## ASSIGNMENT
Each entry must be restated word for word, with nothing omitted.

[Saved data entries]
=-=-=-=-=

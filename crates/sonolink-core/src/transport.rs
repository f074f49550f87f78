//! Transport capability consumed by the dispatcher.
//!
//! The core does not establish connections or elect the authoritative peer;
//! it only needs the narrow [`Transport`] interface. [`LoopbackHub`] is an
//! in-process implementation (ordered, reliable, crossbeam-channel backed)
//! used by the simulator and the tests.

use crate::error::{Error, Result};
use crossbeam_channel::{unbounded, Receiver, Sender, TryRecvError};
use std::fmt;
use std::sync::{Arc, RwLock};

/// Identifier of a peer on the transport.
#[derive(Clone, Copy, Debug, PartialEq, Eq, PartialOrd, Ord, Hash)]
pub struct PeerId(pub u32);

impl fmt::Display for PeerId {
    fn fmt(&self, f: &mut fmt::Formatter<'_>) -> fmt::Result {
        write!(f, "peer-{}", self.0)
    }
}

/// An opaque message together with the peer that sent it.
#[derive(Clone, Debug, PartialEq, Eq)]
pub struct Envelope {
    pub from: PeerId,
    pub payload: Vec<u8>,
}

/// Ordered, reliable message delivery between peers.
///
/// Implementations must deliver each message exactly once per recipient,
/// in send order.
pub trait Transport {
    /// Identity of the local peer.
    fn local_peer(&self) -> PeerId;

    /// Whether the local peer is currently the authoritative relay.
    fn is_authoritative(&self) -> bool;

    /// Send to every peer, including the local one.
    fn send_to_all(&mut self, payload: &[u8]) -> Result<()>;

    /// Send to the authoritative peer only.
    fn send_to_authority(&mut self, payload: &[u8]) -> Result<()>;

    /// Take the next received message, if any.
    fn try_recv(&mut self) -> Option<Envelope>;
}

#[derive(Default)]
struct HubState {
    peers: Vec<(PeerId, Sender<Envelope>)>,
    authority: Option<PeerId>,
    next_peer: u32,
}

/// In-process network connecting any number of [`LoopbackEndpoint`]s.
#[derive(Clone, Default)]
pub struct LoopbackHub {
    state: Arc<RwLock<HubState>>,
}

impl LoopbackHub {
    pub fn new() -> Self {
        Self::default()
    }

    /// Add a peer to the network. The first peer to join becomes authoritative.
    pub fn join(&self) -> LoopbackEndpoint {
        let (tx, rx) = unbounded();
        let mut state = self.state.write().expect("Hub lock poisoned");
        let id = PeerId(state.next_peer);
        state.next_peer += 1;
        state.peers.push((id, tx));
        if state.authority.is_none() {
            state.authority = Some(id);
        }
        log::debug!("[TRANSPORT] {} joined ({} peers)", id, state.peers.len());
        LoopbackEndpoint {
            id,
            hub: self.clone(),
            inbox: rx,
        }
    }

    /// Hand the authoritative role to another peer.
    pub fn set_authority(&self, peer: PeerId) {
        let mut state = self.state.write().expect("Hub lock poisoned");
        log::info!("[TRANSPORT] Authority moves from {:?} to {}", state.authority, peer);
        state.authority = Some(peer);
    }

    /// The current authoritative peer.
    pub fn authority(&self) -> Option<PeerId> {
        self.state.read().expect("Hub lock poisoned").authority
    }

    fn deliver(&self, from: PeerId, to: Option<PeerId>, payload: &[u8]) -> Result<()> {
        let state = self.state.read().expect("Hub lock poisoned");
        for (peer, tx) in &state.peers {
            if to.is_some_and(|target| target != *peer) {
                continue;
            }
            tx.send(Envelope {
                from,
                payload: payload.to_vec(),
            })
            .map_err(|e| Error::Transport(format!("delivery to {} failed: {}", peer, e)))?;
        }
        Ok(())
    }

    fn remove(&self, peer: PeerId) {
        let mut state = self.state.write().expect("Hub lock poisoned");
        state.peers.retain(|(id, _)| *id != peer);
        if state.authority == Some(peer) {
            state.authority = None;
        }
    }
}

impl fmt::Debug for LoopbackHub {
    fn fmt(&self, f: &mut fmt::Formatter<'_>) -> fmt::Result {
        let state = self.state.read().expect("Hub lock poisoned");
        f.debug_struct("LoopbackHub")
            .field("peers", &state.peers.len())
            .field("authority", &state.authority)
            .finish()
    }
}

/// One peer's connection to a [`LoopbackHub`].
///
/// Dropping the endpoint removes the peer from the network.
pub struct LoopbackEndpoint {
    id: PeerId,
    hub: LoopbackHub,
    inbox: Receiver<Envelope>,
}

impl LoopbackEndpoint {
    /// Number of messages waiting to be received.
    pub fn pending(&self) -> usize {
        self.inbox.len()
    }
}

impl Transport for LoopbackEndpoint {
    fn local_peer(&self) -> PeerId {
        self.id
    }

    fn is_authoritative(&self) -> bool {
        self.hub.authority() == Some(self.id)
    }

    fn send_to_all(&mut self, payload: &[u8]) -> Result<()> {
        self.hub.deliver(self.id, None, payload)
    }

    fn send_to_authority(&mut self, payload: &[u8]) -> Result<()> {
        let authority = self
            .hub
            .authority()
            .ok_or_else(|| Error::Transport("no authoritative peer".to_string()))?;
        self.hub.deliver(self.id, Some(authority), payload)
    }

    fn try_recv(&mut self) -> Option<Envelope> {
        match self.inbox.try_recv() {
            Ok(envelope) => Some(envelope),
            Err(TryRecvError::Empty) => None,
            Err(TryRecvError::Disconnected) => {
                log::warn!("[TRANSPORT] {} inbox disconnected", self.id);
                None
            }
        }
    }
}

impl Drop for LoopbackEndpoint {
    fn drop(&mut self) {
        self.hub.remove(self.id);
    }
}

impl fmt::Debug for LoopbackEndpoint {
    fn fmt(&self, f: &mut fmt::Formatter<'_>) -> fmt::Result {
        f.debug_struct("LoopbackEndpoint")
            .field("id", &self.id)
            .field("pending", &self.inbox.len())
            .finish()
    }
}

=-=-=-=-=

## RESPONSE AREA
filename crates/sonolink-core/src/transport.rs
repository f074f49550f87f78
//! Transport capability consumed by the dispatcher.
//!
//! The core does not establish connections or elect the authoritative peer;
//! it only needs the narrow [`Transport`] interface. [`LoopbackHub`] is an
//! in-process implementation (ordered, reliable, crossbeam-channel backed)
//! used by the simulator and the tests.

use crate::error::{Error, Result};
use crossbeam_channel::{unbounded, Receiver, Sender, TryRecvError};
use std::fmt;
use std::sync::{Arc, RwLock};

/// Identifier of a peer on the transport.
#[derive(Clone, Copy, Debug, PartialEq, Eq, PartialOrd, Ord, Hash)]
pub struct PeerId(pub u32);

impl fmt::Display for PeerId {
    fn fmt(&self, f: &mut fmt::Formatter<'_>) -> fmt::Result {
        write!(f, "peer-{}", self.0)
    }
}

/// An opaque message together with the peer that sent it.
#[derive(Clone, Debug, PartialEq, Eq)]
pub struct Envelope {
    pub from: PeerId,
    pub payload: Vec<u8>,
}

/// Ordered, reliable message delivery between peers.
///
/// Implementations must deliver each message exactly once per recipient,
/// in send order.
pub trait Transport {
    /// Identity of the local peer.
    fn local_peer(&self) -> PeerId;

    /// Whether the local peer is currently the authoritative relay.
    fn is_authoritative(&self) -> bool;

    /// Send to every peer, including the local one.
    fn send_to_all(&mut self, payload: &[u8]) -> Result<()>;

    /// Send to the authoritative peer only.
    fn send_to_authority(&mut self, payload: &[u8]) -> Result<()>;

    /// Take the next received message, if any.
    fn try_recv(&mut self) -> Option<Envelope>;
}

#[derive(Default)]
struct HubState {
    peers: Vec<(PeerId, Sender<Envelope>)>,
    authority: Option<PeerId>,
    next_peer: u32,
}

/// In-process network connecting any number of [`LoopbackEndpoint`]s.
#[derive(Clone, Default)]
pub struct LoopbackHub {
    state: Arc<RwLock<HubState>>,
}

impl LoopbackHub {
    pub fn new() -> Self {
        Self::default()
    }

    /// Add a peer to the network. The first peer to join becomes authoritative.
    pub fn join(&self) -> LoopbackEndpoint {
        let (tx, rx) = unbounded();
        let mut state = self.state.write().expect("Hub lock poisoned");
        let id = PeerId(state.next_peer);
        state.next_peer += 1;
        state.peers.push((id, tx));
        if state.authority.is_none() {
            state.authority = Some(id);
        }
        log::debug!("[TRANSPORT] {} joined ({} peers)", id, state.peers.len());
        LoopbackEndpoint {
            id,
            hub: self.clone(),
            inbox: rx,
        }
    }

    /// Hand the authoritative role to another peer.
    pub fn set_authority(&self, peer: PeerId) {
        let mut state = self.state.write().expect("Hub lock poisoned");
        log::info!("[TRANSPORT] Authority moves from {:?} to {}", state.authority, peer);
        state.authority = Some(peer);
    }

    /// The current authoritative peer.
    pub fn authority(&self) -> Option<PeerId> {
        self.state.read().expect("Hub lock poisoned").authority
    }

    fn deliver(&self, from: PeerId, to: Option<PeerId>, payload: &[u8]) -> Result<()> {
        let state = self.state.read().expect("Hub lock poisoned");
        for (peer, tx) in &state.peers {
            if to.is_some_and(|target| target != *peer) {
                continue;
            }
            tx.send(Envelope {
                from,
                payload: payload.to_vec(),
            })
            .map_err(|e| Error::Transport(format!("delivery to {} failed: {}", peer, e)))?;
        }
        Ok(())
    }

    fn remove(&self, peer: PeerId) {
        let mut state = self.state.write().expect("Hub lock poisoned");
        state.peers.retain(|(id, _)| *id != peer);
        if state.authority == Some(peer) {
            state.authority = None;
        }
    }
}

impl fmt::Debug for LoopbackHub {
    fn fmt(&self, f: &mut fmt::Formatter<'_>) -> fmt::Result {
        let state = self.state.read().expect("Hub lock poisoned");
        f.debug_struct("LoopbackHub")
            .field("peers", &state.peers.len())
            .field("authority", &state.authority)
            .finish()
    }
}

/// One peer's connection to a [`LoopbackHub`].
///
/// Dropping the endpoint removes the peer from the network.
pub struct LoopbackEndpoint {
    id: PeerId,
    hub: LoopbackHub,
    inbox: Receiver<Envelope>,
}

impl LoopbackEndpoint {
    /// Number of messages waiting to be received.
    pub fn pending(&self) -> usize {
        self.inbox.len()
    }
}

impl Transport for LoopbackEndpoint {
    fn local_peer(&self) -> PeerId {
        self.id
    }

    fn is_authoritative(&self) -> bool {
        self.hub.authority() == Some(self.id)
    }

    fn send_to_all(&mut self, payload: &[u8]) -> Result<()> {
        self.hub.deliver(self.id, None, payload)
    }

    fn send_to_authority(&mut self, payload: &[u8]) -> Result<()> {
        let authority = self
            .hub
            .authority()
            .ok_or_else(|| Error::Transport("no authoritative peer".to_string()))?;
        self.hub.deliver(self.id, Some(authority), payload)
    }

    fn try_recv(&mut self) -> Option<Envelope> {
        match self.inbox.try_recv() {
            Ok(envelope) => Some(envelope),
            Err(TryRecvError::Empty) => None,
            Err(TryRecvError::Disconnected) => {
                log::warn!("[TRANSPORT] {} inbox disconnected", self.id);
                None
            }
        }
    }
}

impl Drop for LoopbackEndpoint {
    fn drop(&mut self) {
        self.hub.remove(self.id);
    }
}

impl fmt::Debug for LoopbackEndpoint {
    fn fmt(&self, f: &mut fmt::Formatter<'_>) -> fmt::Result {
        f.debug_struct("LoopbackEndpoint")
            .field("id", &self.id)
            .field("pending", &self.inbox.len())
            .finish()
    }
}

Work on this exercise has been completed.